* _Required action_
Scan the records below for the word "acme". Copy each line where it appears.

========

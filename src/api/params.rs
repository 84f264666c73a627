//
//  profilescout
//  api/params.rs
//
//  Created by Ngonidzashe Mangudya on 2026/01/12.
//  Copyright (c) 2025 IAMNGONI. All rights reserved.
//

//! Query Parameter Values and Key Normalization
//!
//! Endpoint options are first collected into a [`Params`] map keyed in the
//! client (camelCase) convention, then passed through [`normalize_params`]
//! which renames the known option names to the snake_case form the API
//! expects on the wire. Keys the table does not know about are forwarded
//! untouched, so callers can pass parameters this crate has no typed field for.
//!
//! # Example
//!
//! ```rust
//! use profilescout::api::params::{normalize_params, ParamValue, Params};
//!
//! let mut params = Params::new();
//! params.insert("searchId".to_string(), ParamValue::from("abc"));
//! params.insert("customFlag".to_string(), ParamValue::from(true));
//!
//! let wire = normalize_params(&params);
//! assert!(wire.contains_key("search_id"));
//! assert!(wire.contains_key("customFlag"));
//! ```

use std::collections::{BTreeMap, HashMap};

use once_cell::sync::Lazy;

/// A single query parameter value.
///
/// `Absent` stands in for an option the caller left unset. It survives
/// normalization and is dropped by the URL builder.
#[derive(Debug, Clone, PartialEq)]
pub enum ParamValue {
    /// Plain string value.
    Str(String),
    /// Integer value, serialized in decimal form.
    Int(i64),
    /// Floating point value, serialized via its `Display` form.
    Float(f64),
    /// Boolean value, serialized as `true`/`false`.
    Bool(bool),
    /// Repeated parameter, one `key=value` pair per element in order.
    List(Vec<String>),
    /// Unset value; never serialized.
    Absent,
}

impl ParamValue {
    /// Returns `true` for [`ParamValue::Absent`].
    pub fn is_absent(&self) -> bool {
        matches!(self, Self::Absent)
    }

    /// Renders the value as the strings that go on the wire.
    ///
    /// Scalars produce one string, lists one per element, absent values none.
    pub fn to_query_values(&self) -> Vec<String> {
        match self {
            Self::Str(s) => vec![s.clone()],
            Self::Int(n) => vec![n.to_string()],
            Self::Float(f) => vec![f.to_string()],
            Self::Bool(b) => vec![b.to_string()],
            Self::List(items) => items.clone(),
            Self::Absent => Vec::new(),
        }
    }
}

impl From<&str> for ParamValue {
    fn from(value: &str) -> Self {
        Self::Str(value.to_string())
    }
}

impl From<String> for ParamValue {
    fn from(value: String) -> Self {
        Self::Str(value)
    }
}

impl From<bool> for ParamValue {
    fn from(value: bool) -> Self {
        Self::Bool(value)
    }
}

impl From<i64> for ParamValue {
    fn from(value: i64) -> Self {
        Self::Int(value)
    }
}

impl From<u32> for ParamValue {
    fn from(value: u32) -> Self {
        Self::Int(i64::from(value))
    }
}

impl From<f64> for ParamValue {
    fn from(value: f64) -> Self {
        Self::Float(value)
    }
}

impl From<Vec<String>> for ParamValue {
    fn from(value: Vec<String>) -> Self {
        Self::List(value)
    }
}

impl<T: Into<ParamValue>> From<Option<T>> for ParamValue {
    fn from(value: Option<T>) -> Self {
        value.map(Into::into).unwrap_or(Self::Absent)
    }
}

/// Query parameter map.
///
/// A `BTreeMap` keeps serialized query strings stable between runs,
/// which makes request matching in tests predictable.
pub type Params = BTreeMap<String, ParamValue>;

/// Client-side option names and the wire names they map to.
static WIRE_NAMES: Lazy<HashMap<&'static str, &'static str>> = Lazy::new(|| {
    HashMap::from([
        ("searchId", "search_id"),
        ("advancedFiltering", "advanced_filtering"),
        ("linkedinUrl", "linkedin_url"),
        ("emailEnrichment", "email_enrichment"),
        ("phoneEnrichment", "phone_enrichment"),
        ("includePosts", "include_posts"),
        ("includeExperience", "include_experience"),
        ("includeEducation", "include_education"),
        ("postUrl", "post_url"),
        ("reactionType", "reaction_type"),
    ])
});

/// Returns the wire name for a client-side option key, if the key is known.
pub fn wire_name(key: &str) -> Option<&'static str> {
    WIRE_NAMES.get(key).copied()
}

/// Renames known option keys to their wire form.
///
/// Returns a new map; `params` is left as it was. Unknown keys and every
/// value (absent ones included) are carried over as-is.
pub fn normalize_params(params: &Params) -> Params {
    params
        .iter()
        .map(|(key, value)| {
            let key = wire_name(key).map(str::to_string).unwrap_or_else(|| key.clone());
            (key, value.clone())
        })
        .collect()
}
//
//  profilescout
//  api/search.rs
//
//  Created by Ngonidzashe Mangudya on 2026/01/12.
//  Copyright (c) 2025 IAMNGONI. All rights reserved.
//

//! Profile search types and endpoints.
//!
//! # Example
//!
//! ```rust,no_run
//! use profilescout::api::{ScoutClient, SearchOptions};
//!
//! # async fn example() -> Result<(), profilescout::api::ApiError> {
//! let client = ScoutClient::new(None)?;
//! let options = SearchOptions {
//!     companies: vec!["https://www.linkedin.com/company/acme".into()],
//!     ..Default::default()
//! };
//!
//! let mut results = client.search_all("staff rust engineer", &options).with_max_results(100);
//! while let Some(result) = results.next().await? {
//!     println!("{}", result.profile.name.unwrap_or_default());
//! }
//! # Ok(())
//! # }
//! ```

use serde::{Deserialize, Serialize};

use super::client::ScoutClient;
use super::common::{ApiError, Page, PageRequest, Paginator};
use super::params::{ParamValue, Params};

/// A person's public profile.
#[derive(Debug, Clone, Default, PartialEq, Serialize, Deserialize)]
#[serde(default)]
pub struct Profile {
    pub id: Option<String>,
    pub name: Option<String>,
    pub headline: Option<String>,
    pub location: Option<String>,
    pub title: Option<String>,
    pub description: Option<String>,
    pub linkedin_url: Option<String>,
    pub profile_picture_url: Option<String>,
    pub websites: Vec<String>,
    pub skills: Vec<String>,
    pub connections_count: Option<u64>,
    pub followers_count: Option<u64>,
}

/// One position held.
#[derive(Debug, Clone, Default, PartialEq, Serialize, Deserialize)]
#[serde(default)]
pub struct Experience {
    pub title: Option<String>,
    pub company_name: Option<String>,
    pub company_linkedin_url: Option<String>,
    pub location: Option<String>,
    pub description: Option<String>,
    pub start_date: Option<String>,
    pub end_date: Option<String>,
    pub is_current: Option<bool>,
}

/// One school attended.
#[derive(Debug, Clone, Default, PartialEq, Serialize, Deserialize)]
#[serde(default)]
pub struct Education {
    pub school_name: Option<String>,
    pub degree: Option<String>,
    pub field_of_study: Option<String>,
    pub description: Option<String>,
    pub start_date: Option<String>,
    pub end_date: Option<String>,
}

/// A post published by a profile.
#[derive(Debug, Clone, Default, PartialEq, Serialize, Deserialize)]
#[serde(default)]
pub struct Post {
    pub id: Option<String>,
    pub url: Option<String>,
    pub text: Option<String>,
    pub posted_at: Option<String>,
    pub reactions_count: Option<u64>,
    pub comments_count: Option<u64>,
}

/// A matched profile with its history.
#[derive(Debug, Clone, Default, PartialEq, Serialize, Deserialize)]
#[serde(default)]
pub struct SearchResult {
    pub profile: Profile,
    pub experience: Vec<Experience>,
    pub education: Vec<Education>,
}

/// One page of search results.
///
/// `search_id` identifies the result set and must be sent back to fetch
/// later pages of the same search.
#[derive(Debug, Clone, Default, PartialEq, Serialize, Deserialize)]
#[serde(default)]
pub struct SearchResponse {
    pub results: Vec<SearchResult>,
    pub total: Option<u64>,
    pub search_id: Option<String>,
}

/// Optional search parameters.
#[derive(Debug, Clone, Default)]
pub struct SearchOptions {
    /// Results per request.
    pub limit: Option<u32>,
    /// Results to skip. Managed automatically by [`ScoutClient::search_all`].
    pub offset: Option<u64>,
    /// Continuation token from a previous response.
    pub search_id: Option<String>,
    /// Ask the server to apply stricter relevance filtering.
    pub advanced_filtering: Option<bool>,
    /// Restrict matches to these company URLs.
    pub companies: Vec<String>,
    /// Restrict matches to these school URLs.
    pub schools: Vec<String>,
    /// Additional parameters forwarded as-is. These win over the typed fields
    /// in [`ScoutClient::search`]. [`ScoutClient::search_all`] drops any
    /// [`CURSOR_KEYS`] from here and drives those itself.
    pub extra: Params,
}

/// Parameter names that carry the page cursor.
pub const CURSOR_KEYS: &[&str] = &["limit", "offset", "searchId", "search_id"];

impl SearchOptions {
    /// Collects the options into client-convention parameters.
    pub fn to_params(&self, query: &str) -> Params {
        let mut params = Params::new();
        params.insert("query".into(), query.into());
        params.insert("limit".into(), self.limit.into());
        params.insert(
            "offset".into(),
            self.offset.map(|o| i64::try_from(o).unwrap_or(i64::MAX)).into(),
        );
        params.insert("searchId".into(), self.search_id.clone().into());
        params.insert("advancedFiltering".into(), self.advanced_filtering.into());
        params.insert("companies".into(), list(&self.companies));
        params.insert("schools".into(), list(&self.schools));
        params.extend(self.extra.clone());
        params
    }
}

fn list(items: &[String]) -> ParamValue {
    if items.is_empty() {
        ParamValue::Absent
    } else {
        ParamValue::List(items.to_vec())
    }
}

impl ScoutClient {
    /// Runs one search request.
    pub async fn search(&self, query: &str, options: &SearchOptions) -> Result<SearchResponse, ApiError> {
        self.get("/api/search", &options.to_params(query)).await
    }

    /// Lazily iterates over every result of a search.
    ///
    /// Pages are requested with `options.limit` (or the client's page size)
    /// and the continuation token from the previous page. `options.offset`
    /// and any cursor keys in `options.extra` are ignored; a `search_id` in
    /// `options` is used for the first page.
    pub fn search_all(&self, query: &str, options: &SearchOptions) -> Paginator<SearchResult> {
        let client = self.clone();
        let query = query.to_string();
        let base = options.clone();
        let limit = options.limit.unwrap_or_else(|| self.page_size());

        Paginator::new(limit, move |request: PageRequest| {
            let client = client.clone();
            let query = query.clone();
            let mut page_options = base.clone();
            for key in CURSOR_KEYS {
                page_options.extra.remove(*key);
            }
            page_options.limit = Some(request.limit);
            page_options.offset = Some(request.offset);
            page_options.search_id = request.continuation.or_else(|| base.search_id.clone());

            async move {
                let response = client.search(&query, &page_options).await?;
                Ok::<_, ApiError>(Page {
                    items: response.results,
                    total: response.total,
                    continuation: response.search_id,
                })
            }
        })
    }
}

#[cfg(test)]
mod tests {
    use super::*;
    use mockito::Matcher;
    use serde_json::json;

    fn client(url: String) -> ScoutClient {
        ScoutClient::builder()
            .api_key("sk-test")
            .base_url(url)
            .build()
            .unwrap()
    }

    fn results(count: usize, start: usize) -> Vec<serde_json::Value> {
        (start..start + count)
            .map(|i| json!({"profile": {"name": format!("Person {}", i)}}))
            .collect()
    }

    #[test]
    fn test_to_params_uses_client_names() {
        let options = SearchOptions {
            limit: Some(10),
            search_id: Some("s-1".into()),
            advanced_filtering: Some(true),
            companies: vec!["acme".into()],
            ..Default::default()
        };

        let params = options.to_params("cto");

        assert_eq!(params["query"], ParamValue::Str("cto".into()));
        assert_eq!(params["searchId"], ParamValue::Str("s-1".into()));
        assert_eq!(params["advancedFiltering"], ParamValue::Bool(true));
        assert_eq!(params["companies"], ParamValue::List(vec!["acme".into()]));
        assert!(params["schools"].is_absent());
        assert!(params["offset"].is_absent());
    }

    #[test]
    fn test_extra_params_override() {
        let mut extra = Params::new();
        extra.insert("limit".into(), ParamValue::Int(5));
        extra.insert("location".into(), "Berlin".into());
        let options = SearchOptions {
            limit: Some(10),
            extra,
            ..Default::default()
        };

        let params = options.to_params("q");

        assert_eq!(params["limit"], ParamValue::Int(5));
        assert_eq!(params["location"], ParamValue::Str("Berlin".into()));
    }

    #[test]
    fn test_response_tolerates_missing_fields() {
        let response: SearchResponse =
            serde_json::from_value(json!({"results": [{"profile": {"name": "Ada", "extra": 1}}]}))
                .unwrap();

        assert_eq!(response.results[0].profile.name.as_deref(), Some("Ada"));
        assert!(response.results[0].experience.is_empty());
        assert_eq!(response.total, None);
    }

    #[tokio::test]
    async fn test_search_sends_wire_params() {
        let mut server = mockito::Server::new_async().await;
        let mock = server
            .mock("GET", "/api/search")
            .match_query(Matcher::AllOf(vec![
                Matcher::UrlEncoded("query".into(), "rust engineer".into()),
                Matcher::UrlEncoded("advanced_filtering".into(), "true".into()),
                Matcher::Regex("schools=mit&schools=eth".into()),
            ]))
            .with_status(200)
            .with_body(json!({"results": results(2, 0), "total": 2, "search_id": "s-9"}).to_string())
            .create_async()
            .await;

        let options = SearchOptions {
            advanced_filtering: Some(true),
            schools: vec!["mit".into(), "eth".into()],
            ..Default::default()
        };
        let response = client(server.url()).search("rust engineer", &options).await.unwrap();

        assert_eq!(response.results.len(), 2);
        assert_eq!(response.search_id.as_deref(), Some("s-9"));
        mock.assert_async().await;
    }

    #[tokio::test]
    async fn test_search_all_follows_continuation() {
        let mut server = mockito::Server::new_async().await;
        let first = server
            .mock("GET", "/api/search")
            .match_query(Matcher::AllOf(vec![
                Matcher::UrlEncoded("offset".into(), "0".into()),
                Matcher::UrlEncoded("limit".into(), "30".into()),
            ]))
            .with_status(200)
            .with_body(json!({"results": results(30, 0), "total": 31, "search_id": "s-1"}).to_string())
            .expect(1)
            .create_async()
            .await;
        let second = server
            .mock("GET", "/api/search")
            .match_query(Matcher::AllOf(vec![
                Matcher::UrlEncoded("offset".into(), "30".into()),
                Matcher::UrlEncoded("search_id".into(), "s-1".into()),
            ]))
            .with_status(200)
            .with_body(json!({"results": results(1, 30), "total": 31, "search_id": "s-1"}).to_string())
            .expect(1)
            .create_async()
            .await;

        let all = client(server.url())
            .search_all("founder", &SearchOptions::default())
            .collect()
            .await
            .unwrap();

        assert_eq!(all.len(), 31);
        assert_eq!(all[30].profile.name.as_deref(), Some("Person 30"));
        first.assert_async().await;
        second.assert_async().await;
    }

    #[tokio::test]
    async fn test_search_all_ignores_cursor_keys_in_extra() {
        let mut server = mockito::Server::new_async().await;
        let mut mocks = Vec::new();
        for (offset, search_id) in [(0, "seed"), (2, "s-1"), (4, "s-1")] {
            let mock = server
                .mock("GET", "/api/search")
                .match_query(Matcher::AllOf(vec![
                    Matcher::UrlEncoded("offset".into(), offset.to_string()),
                    Matcher::UrlEncoded("limit".into(), "2".into()),
                    Matcher::UrlEncoded("search_id".into(), search_id.into()),
                    Matcher::UrlEncoded("location".into(), "Berlin".into()),
                ]))
                .with_status(200)
                .with_body(
                    json!({"results": results(2, offset), "total": 6, "search_id": "s-1"})
                        .to_string(),
                )
                .expect(1)
                .create_async()
                .await;
            mocks.push(mock);
        }

        let mut extra = Params::new();
        extra.insert("offset".into(), ParamValue::Int(0));
        extra.insert("limit".into(), ParamValue::Int(50));
        extra.insert("searchId".into(), "stale".into());
        extra.insert("location".into(), "Berlin".into());
        let options = SearchOptions {
            limit: Some(2),
            search_id: Some("seed".into()),
            extra,
            ..Default::default()
        };

        let all = client(server.url())
            .search_all("founder", &options)
            .collect()
            .await
            .unwrap();

        let names: Vec<_> = all
            .iter()
            .map(|r| r.profile.name.clone().unwrap_or_default())
            .collect();
        assert_eq!(
            names,
            (0..6).map(|i| format!("Person {}", i)).collect::<Vec<_>>()
        );
        for mock in mocks {
            mock.assert_async().await;
        }
    }

    #[tokio::test]
    async fn test_search_all_is_lazy() {
        let mut server = mockito::Server::new_async().await;
        let mock = server
            .mock("GET", "/api/search")
            .match_query(Matcher::Any)
            .with_status(200)
            .with_body(json!({"results": results(30, 0), "total": 500}).to_string())
            .expect(1)
            .create_async()
            .await;

        let mut pages = client(server.url()).search_all("x", &SearchOptions::default());
        for _ in 0..3 {
            pages.next().await.unwrap();
        }
        drop(pages);

        mock.assert_async().await;
    }
}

========

* _Finished exercise_
//!     companies: vec!["https://www.linkedin.com/company/acme".into()],
            companies: vec!["acme".into()],
        assert_eq!(params["companies"], ParamValue::List(vec!["acme".into()]));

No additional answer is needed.